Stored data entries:
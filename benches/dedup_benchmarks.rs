use causal_dedup::prelude::*;
use criterion::{black_box, criterion_group, criterion_main, Criterion};

fn chain(len: u64) -> Vec<Message<u64>> {
    let mut sender = Deduplicator::new("sender");
    let dest = EntityId::new("receiver");
    (0..len)
        .map(|i| sender.send(&dest, i, Timestamp::from_ticks(1_000)))
        .collect()
}

fn bench_send(c: &mut Criterion) {
    let dest = EntityId::new("receiver");
    c.bench_function("Deduplicator::send x1000 frozen clock", |b| {
        b.iter(|| {
            let mut sender = Deduplicator::new("sender");
            for i in 0..1000u64 {
                black_box(sender.send(&dest, i, Timestamp::from_ticks(1_000)));
            }
        })
    });

    let destinations: Vec<EntityId> = (0..100).map(|i| EntityId::new(format!("dest-{i}"))).collect();
    c.bench_function("Deduplicator::send 100 destinations", |b| {
        b.iter(|| {
            let mut sender = Deduplicator::new("sender");
            for (i, dest) in destinations.iter().enumerate() {
                black_box(sender.send(dest, i, Timestamp::from_ticks(i as u64)));
            }
        })
    });
}

fn bench_receive_in_order(c: &mut Criterion) {
    let messages = chain(1000);
    c.bench_function("Deduplicator::receive 1000 in order", |b| {
        b.iter(|| {
            let mut receiver = Deduplicator::new("receiver");
            for msg in &messages {
                black_box(receiver.receive(msg.clone()).unwrap());
            }
        })
    });
}

fn bench_receive_reversed(c: &mut Criterion) {
    let messages = chain(1000);
    c.bench_function("Deduplicator::receive 1000 reversed", |b| {
        b.iter(|| {
            let mut receiver = Deduplicator::new("receiver");
            let mut delivered = 0;
            for msg in messages.iter().rev() {
                delivered += receiver.receive(msg.clone()).unwrap().len();
            }
            black_box(delivered)
        })
    });
}

fn bench_collect(c: &mut Criterion) {
    let mut state = Deduplicator::new("entity");
    for i in 0..1000u64 {
        state.send(&EntityId::new(format!("dest-{i}")), (), Timestamp::from_ticks(i));
        state
            .receive(Message::from_parts(format!("origin-{i}"), Timestamp::from_ticks(i), None, ()))
            .unwrap();
    }

    c.bench_function("Deduplicator::collect 1000+1000 entries", |b| {
        b.iter(|| {
            let mut swept = state.clone();
            black_box(swept.collect(Timestamp::from_ticks(500)))
        })
    });
}

criterion_group!(
    benches,
    bench_send,
    bench_receive_in_order,
    bench_receive_reversed,
    bench_collect,
);
criterion_main!(benches);
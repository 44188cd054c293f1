//! Convenient re-exports for common usage.
//!
//! ```
//! use causal_dedup::prelude::*;
//! ```

pub use crate::CausalityViolation;
pub use crate::Deduplicator;
pub use crate::EntityId;
pub use crate::LingerPolicy;
pub use crate::Message;
pub use crate::Operation;
pub use crate::Timestamp;
//! Garbage-collection policy for deduplication state.
//!
//! The dispatcher decides how long a message may linger in flight before it
//! is certainly delivered or discarded. [`LingerPolicy`] turns that window
//! into the watermark [`Deduplicator::collect`] expects and rate-limits
//! sweeps.
//!
//! ```
//! use causal_dedup::{Deduplicator, LingerPolicy, Timestamp};
//!
//! let policy = LingerPolicy::with_window(1_000);
//! let mut d = Deduplicator::<()>::new("me");
//! d.send(&"x".into(), (), Timestamp::from_ticks(500));
//!
//! let stats = d.collect(policy.limit_at(Timestamp::from_ticks(2_000)));
//! assert_eq!(stats.sent_removed, 1);
//! ```

use crate::{CollectStats, ConfigError, Deduplicator, Timestamp};

/// Reorder window durable entities ship with: 30 minutes, in microseconds.
pub const DEFAULT_WINDOW: u64 = 30 * 60 * 1_000_000;

/// Default minimum spacing between sweeps: 1 minute, in microseconds.
pub const DEFAULT_COLLECT_EVERY: u64 = 60 * 1_000_000;

/// How long tracking state must be kept, and how often to sweep it.
///
/// Both values are in timestamp ticks. Every field falls back to its
/// default when missing from a deserialized configuration.
#[derive(Debug, Clone, Copy, PartialEq, Eq)]
#[cfg_attr(feature = "serde", derive(serde::Serialize, serde::Deserialize))]
#[cfg_attr(feature = "serde", serde(default))]
pub struct LingerPolicy {
    /// Maximum time a message can stay in flight.
    pub window: u64,
    /// Minimum time between two sweeps.
    pub collect_every: u64,
}

impl LingerPolicy {
    /// A policy with the given window and the default sweep spacing.
    #[must_use]
    pub fn with_window(window: u64) -> Self {
        Self {
            window,
            ..Self::default()
        }
    }

    /// Check the policy is usable.
    ///
    /// # Errors
    ///
    /// [`ConfigError::ZeroWindow`] if `window` is zero.
    pub fn validate(&self) -> Result<(), ConfigError> {
        if self.window == 0 {
            return Err(ConfigError::ZeroWindow);
        }
        Ok(())
    }

    /// The linger watermark at time `now`.
    #[must_use]
    pub fn limit_at(&self, now: Timestamp) -> Timestamp {
        now.saturating_sub(self.window)
    }

    /// Whether a sweep is due, given when the last one ran.
    #[must_use]
    pub fn sweep_due(&self, now: Timestamp, last_sweep: Option<Timestamp>) -> bool {
        match last_sweep {
            None => true,
            Some(last) => now.ticks_since(last) >= self.collect_every,
        }
    }
}

impl Default for LingerPolicy {
    fn default() -> Self {
        Self {
            window: DEFAULT_WINDOW,
            collect_every: DEFAULT_COLLECT_EVERY,
        }
    }
}

impl<P> Deduplicator<P> {
    /// Run [`collect`](Self::collect) with the policy's watermark if a sweep
    /// is due. Returns `None` when the sweep was skipped.
    pub fn collect_due(
        &mut self,
        now: Timestamp,
        policy: &LingerPolicy,
        last_sweep: Option<Timestamp>,
    ) -> Option<CollectStats> {
        if !policy.sweep_due(now, last_sweep) {
            return None;
        }
        Some(self.collect(policy.limit_at(now)))
    }
}

#[cfg(test)]
mod tests {
    use super::*;
    use crate::Message;

    fn ts(ticks: u64) -> Timestamp {
        Timestamp::from_ticks(ticks)
    }

    #[test]
    fn default_window_is_thirty_minutes() {
        let policy = LingerPolicy::default();
        assert_eq!(policy.window, 1_800_000_000);
        assert!(policy.validate().is_ok());
    }

    #[test]
    fn zero_window_is_rejected() {
        assert_eq!(
            LingerPolicy::with_window(0).validate(),
            Err(ConfigError::ZeroWindow)
        );
    }

    #[test]
    fn limit_saturates_near_epoch() {
        let policy = LingerPolicy::with_window(100);
        assert_eq!(policy.limit_at(ts(40)), Timestamp::ZERO);
        assert_eq!(policy.limit_at(ts(140)), ts(40));
    }

    #[test]
    fn sweep_is_rate_limited() {
        let policy = LingerPolicy {
            window: 100,
            collect_every: 10,
        };
        assert!(policy.sweep_due(ts(0), None));
        assert!(!policy.sweep_due(ts(105), Some(ts(100))));
        assert!(policy.sweep_due(ts(110), Some(ts(100))));
    }

    #[test]
    fn collect_due_uses_policy_limit() {
        let policy = LingerPolicy {
            window: 100,
            collect_every: 10,
        };
        let mut d = Deduplicator::new("me");
        d.send(&"x".into(), (), ts(40));
        d.receive(Message::from_parts("y", ts(30), None, ())).unwrap();

        assert_eq!(d.collect_due(ts(145), &policy, Some(ts(140))), None);
        let stats = d.collect_due(ts(150), &policy, Some(ts(140))).unwrap();
        assert_eq!(stats.sent_removed, 1);
        assert_eq!(stats.received_removed, 1);
        assert!(d.is_empty());
    }
}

WHAT THIS TASK INVOLVES: Nothing should appear in the answer except the lines from the one with "assert!(!policy.sweep_due(ts(105), Some(ts(100))));" through the final line of the records, written exactly.

PROBLEM SOLUTION:
        assert!(!policy.sweep_due(ts(105), Some(ts(100))));
        assert!(policy.sweep_due(ts(110), Some(ts(100))));
    }

    #[test]
    fn collect_due_uses_policy_limit() {
        let policy = LingerPolicy {
            window: 100,
            collect_every: 10,
        };
        let mut d = Deduplicator::new("me");
        d.send(&"x".into(), (), ts(40));
        d.receive(Message::from_parts("y", ts(30), None, ())).unwrap();

        assert_eq!(d.collect_due(ts(145), &policy, Some(ts(140))), None);
        let stats = d.collect_due(ts(150), &policy, Some(ts(140))).unwrap();
        assert_eq!(stats.sent_removed, 1);
        assert_eq!(stats.received_removed, 1);
        assert!(d.is_empty());
    }
}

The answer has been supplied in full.